2. A short synopsis of RL’s Dream
Mosley's 1995 novel, RL's Dream, marked a departure from the “Easy Rawlins” mystery series. This novel tells the story of Atwater "Soupspoon" Wise, an aged and dying blues guitar player who is facing eviction from his New York apartment and his emerging friendship to Kiki Waters. Kiki, a volatile young white woman with a strong taste for alcohol, finds Soupspoon, sick in fouled clothing, sitting in his armchair on the street in front of his Greenwich Village apartment building. She takes him in, nursing him back to health and forging the necessary health insurance information to get him treated for cancer.
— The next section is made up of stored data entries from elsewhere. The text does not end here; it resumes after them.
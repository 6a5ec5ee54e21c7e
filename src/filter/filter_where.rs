use chrono::{DateTime, NaiveDate, Utc};
use serde_json::Value;
use uuid::Uuid;

use super::catalog::{Collection, FieldKind, FieldSpec};
use super::error::FilterError;
use super::request::FilterValue;
use super::types::{FilterOp, FilterWhereInfo};

pub struct FilterWhere {
    param_values: Vec<Value>,
    param_index: usize,
}

impl FilterWhere {
    pub fn new(starting_param_index: usize) -> Self {
        Self {
            param_values: vec![],
            param_index: starting_param_index,
        }
    }

    /// Turns field predicates into typed conditions. Operators are only recognised as
    /// keys nested under a field, so a parameter that happens to be named `gt` is
    /// treated like any other field name.
    pub fn parse<'a>(
        collection: &Collection,
        predicates: impl IntoIterator<Item = (&'a str, &'a FilterValue)>,
    ) -> Result<Vec<FilterWhereInfo>, FilterError> {
        let mut conditions = vec![];

        for (name, value) in predicates {
            let field = collection
                .field(name)
                .ok_or_else(|| FilterError::UnknownField(name.to_string()))?;
            if !field.filterable {
                return Err(FilterError::FieldNotFilterable(name.to_string()));
            }

            match value {
                FilterValue::Text(s) => conditions.push(FilterWhereInfo {
                    field,
                    operator: FilterOp::Eq,
                    data: coerce(field, s)?,
                }),
                FilterValue::List(items) => conditions.push(FilterWhereInfo {
                    field,
                    operator: FilterOp::In,
                    data: coerce_all(field, items.iter().map(String::as_str))?,
                }),
                FilterValue::Nested(ops) => {
                    for (op_key, op_value) in ops {
                        let operator = FilterOp::from_key(op_key)
                            .ok_or_else(|| FilterError::UnsupportedOperator(op_key.clone()))?;
                        conditions.push(Self::parse_operator(field, operator, op_value)?);
                    }
                }
            }
        }

        Ok(conditions)
    }

    fn parse_operator(
        field: &'static FieldSpec,
        operator: FilterOp,
        value: &FilterValue,
    ) -> Result<FilterWhereInfo, FilterError> {
        let data = match (operator, value) {
            (FilterOp::In, FilterValue::Text(s)) => {
                coerce_all(field, s.split(',').map(str::trim).filter(|s| !s.is_empty()))?
            }
            (FilterOp::In, FilterValue::List(items)) => {
                coerce_all(field, items.iter().map(String::as_str))?
            }
            (_, FilterValue::Text(s)) => {
                if field.kind == FieldKind::TextList {
                    return Err(FilterError::InvalidOperatorData(format!(
                        "{} cannot be compared with {}",
                        field.name,
                        operator.to_sql()
                    )));
                }
                coerce(field, s)?
            }
            _ => {
                return Err(FilterError::InvalidOperatorData(format!(
                    "{} expects a single value",
                    field.name
                )))
            }
        };

        Ok(FilterWhereInfo { field, operator, data })
    }

    pub fn generate(
        conditions: &[FilterWhereInfo],
        starting_param_index: usize,
    ) -> Result<(String, Vec<Value>), FilterError> {
        let mut filter_where = Self::new(starting_param_index);
        filter_where.build(conditions)
    }

    fn build(&mut self, conditions: &[FilterWhereInfo]) -> Result<(String, Vec<Value>), FilterError> {
        let mut sql_conditions = vec![];
        for condition in conditions {
            sql_conditions.push(self.build_sql_condition(condition)?);
        }
        Ok((sql_conditions.join(" AND "), std::mem::take(&mut self.param_values)))
    }

    fn build_sql_condition(&mut self, condition: &FilterWhereInfo) -> Result<String, FilterError> {
        let field = condition.field;
        let column = field.sql();

        match condition.operator {
            FilterOp::Eq if field.kind == FieldKind::TextList => {
                Ok(format!("{} = ANY({})", self.param(field, condition.data.clone()), column))
            }
            FilterOp::Eq => {
                if condition.data.is_null() {
                    Ok(format!("{} IS NULL", column))
                } else {
                    Ok(format!("{} = {}", column, self.param(field, condition.data.clone())))
                }
            }
            FilterOp::Gt | FilterOp::Gte | FilterOp::Lt | FilterOp::Lte | FilterOp::ILike => Ok(format!(
                "{} {} {}",
                column,
                condition.operator.to_sql(),
                self.param(field, condition.data.clone())
            )),
            FilterOp::In => {
                let Value::Array(values) = &condition.data else {
                    return Err(FilterError::InvalidOperatorData(format!(
                        "{} expects a list",
                        field.name
                    )));
                };
                if values.is_empty() {
                    return Ok("1=0".to_string());
                }
                let params: Vec<String> = values.iter().map(|v| self.param(field, v.clone())).collect();
                if field.kind == FieldKind::TextList {
                    Ok(format!("{} && ARRAY[{}]::text[]", column, params.join(", ")))
                } else {
                    Ok(format!("{} IN ({})", column, params.join(", ")))
                }
            }
        }
    }

    fn param(&mut self, field: &FieldSpec, value: Value) -> String {
        self.param_values.push(value);
        self.param_index += 1;
        match field.kind {
            FieldKind::Id => format!("${}::uuid", self.param_index),
            FieldKind::Timestamp => format!("${}::timestamptz", self.param_index),
            _ => format!("${}", self.param_index),
        }
    }
}

fn coerce_all<'a>(
    field: &FieldSpec,
    items: impl Iterator<Item = &'a str>,
) -> Result<Value, FilterError> {
    items
        .map(|s| coerce(field, s))
        .collect::<Result<Vec<_>, _>>()
        .map(Value::Array)
}

/// Converts raw query text into a value of the field's kind.
pub fn coerce(field: &FieldSpec, raw: &str) -> Result<Value, FilterError> {
    let invalid = || FilterError::InvalidValue {
        field: field.name.to_string(),
        expected: field.kind.describe(),
        value: raw.to_string(),
    };
    let trimmed = raw.trim();

    match field.kind {
        FieldKind::Text | FieldKind::TextList => Ok(Value::String(raw.to_string())),
        FieldKind::Id => Uuid::parse_str(trimmed)
            .map(|id| Value::String(id.to_string()))
            .map_err(|_| invalid()),
        FieldKind::Integer => trimmed.parse::<i64>().map(Value::from).map_err(|_| invalid()),
        FieldKind::Float => trimmed
            .parse::<f64>()
            .ok()
            .and_then(serde_json::Number::from_f64)
            .map(Value::Number)
            .ok_or_else(invalid),
        FieldKind::Timestamp => parse_timestamp(trimmed)
            .map(|ts| Value::String(ts.to_rfc3339()))
            .ok_or_else(invalid),
        FieldKind::Json => Err(FilterError::FieldNotFilterable(field.name.to_string())),
    }
}

fn parse_timestamp(raw: &str) -> Option<DateTime<Utc>> {
    if let Ok(ts) = DateTime::parse_from_rfc3339(raw) {
        return Some(ts.with_timezone(&Utc));
    }
    NaiveDate::parse_from_str(raw, "%Y-%m-%d")
        .ok()
        .and_then(|d| d.and_hms_opt(0, 0, 0))
        .map(|dt| dt.and_utc())
}

#[cfg(test)]
mod tests {
    use super::*;
    use crate::filter::catalog::{JOBS, USERS};
    use crate::filter::request::FilterRequest;
    use serde_json::json;

    fn where_sql(query: &str) -> Result<(String, Vec<Value>), FilterError> {
        let request = FilterRequest::parse_with(query, &["positions".to_string()]);
        let conditions = FilterWhere::parse(&JOBS, request.predicates())?;
        FilterWhere::generate(&conditions, 0)
    }

    #[test]
    fn plain_value_is_equality() {
        let (sql, params) = where_sql("jobType=Permanent").unwrap();
        assert_eq!(sql, "\"job_type\" = $1");
        assert_eq!(params, vec![json!("Permanent")]);
    }

    #[test]
    fn comparison_suffixes_map_to_operators() {
        let (sql, params) = where_sql("salary[gt]=100&salary[lte]=500").unwrap();
        // nested keys are ordered alphabetically
        assert_eq!(sql, "\"salary\" > $1 AND \"salary\" <= $2");
        assert_eq!(params, vec![json!(100), json!(500)]);
    }

    #[test]
    fn in_accepts_comma_separated_text() {
        let (sql, params) = where_sql("jobType[in]=Permanent,Internship").unwrap();
        assert_eq!(sql, "\"job_type\" IN ($1, $2)");
        assert_eq!(params, vec![json!("Permanent"), json!("Internship")]);
    }

    #[test]
    fn empty_in_matches_nothing() {
        let (sql, params) = where_sql("jobType[in]=").unwrap();
        assert_eq!(sql, "1=0");
        assert!(params.is_empty());
    }

    #[test]
    fn repeated_whitelisted_key_is_membership() {
        let (sql, params) = where_sql("positions=1&positions=3").unwrap();
        assert_eq!(sql, "\"positions\" IN ($1, $2)");
        assert_eq!(params, vec![json!(1), json!(3)]);
    }

    #[test]
    fn list_fields_use_array_operators() {
        let (sql, _) = where_sql("industry=Banking").unwrap();
        assert_eq!(sql, "$1 = ANY(\"industry\")");

        let (sql, params) = where_sql("industry[in]=Banking,Others").unwrap();
        assert_eq!(sql, "\"industry\" && ARRAY[$1, $2]::text[]");
        assert_eq!(params.len(), 2);
    }

    #[test]
    fn typed_fields_are_cast() {
        let id = Uuid::new_v4();
        let (sql, params) = where_sql(&format!("user={}&lastDate[gte]=2024-01-31", id)).unwrap();
        assert_eq!(sql, "\"last_date\" >= $1::timestamptz AND \"user_id\" = $2::uuid");
        assert_eq!(params[0], json!("2024-01-31T00:00:00+00:00"));
        assert_eq!(params[1], json!(id.to_string()));
    }

    #[test]
    fn rejects_values_of_the_wrong_kind() {
        let err = where_sql("salary[gt]=lots").unwrap_err();
        assert!(matches!(err, FilterError::InvalidValue { ref field, .. } if field == "salary"));

        assert!(where_sql("user=not-a-uuid").is_err());
        assert!(where_sql("postingDate[lt]=yesterday").is_err());
    }

    #[test]
    fn rejects_unknown_fields_and_operators() {
        assert!(matches!(where_sql("colour=red"), Err(FilterError::UnknownField(_))));
        assert!(matches!(
            where_sql("salary[between]=1"),
            Err(FilterError::UnsupportedOperator(_))
        ));
        assert!(matches!(
            where_sql("location=x"),
            Err(FilterError::FieldNotFilterable(_))
        ));
    }

    #[test]
    fn top_level_operator_names_are_ordinary_fields() {
        assert!(matches!(where_sql("gt=5"), Err(FilterError::UnknownField(f)) if f == "gt"));
    }

    #[test]
    fn comparisons_on_list_fields_are_rejected() {
        assert!(matches!(
            where_sql("industry[gt]=B"),
            Err(FilterError::InvalidOperatorData(_))
        ));
    }

    #[test]
    fn parameter_numbering_continues_from_start_index() {
        let request = FilterRequest::parse_with("role=employer", &[]);
        let conditions = FilterWhere::parse(&USERS, request.predicates()).unwrap();
        let (sql, _) = FilterWhere::generate(&conditions, 2).unwrap();
        assert_eq!(sql, "\"role\" = $3");
    }
}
The two form a strange friendship; both are from the South, and both have left behind pasts that demand to be dealt with. Soupspoon longs to relive his glory days, and recalls to Kiki about his struggles with racism and the time he played with a legendary Delta blues singer named Robert Leroy (RL) Johnson. As their friendship develops, the two share their individual stories, relive the pain of the past, and learn to heal their emotional wounds. They cling together, these two outcasts from hard times, Soupspoon with a gentleness born of deep resignation, Kiki with a protective desperation fueled by booze and rage. Gradually, Soupspoon's life begins to mend: someone he knew as a kid in the South offers him a gig at his after-hours drinking place and a pretty young girl is drawn to his sweetness. But for Kiki, the only way out is through violence and flight.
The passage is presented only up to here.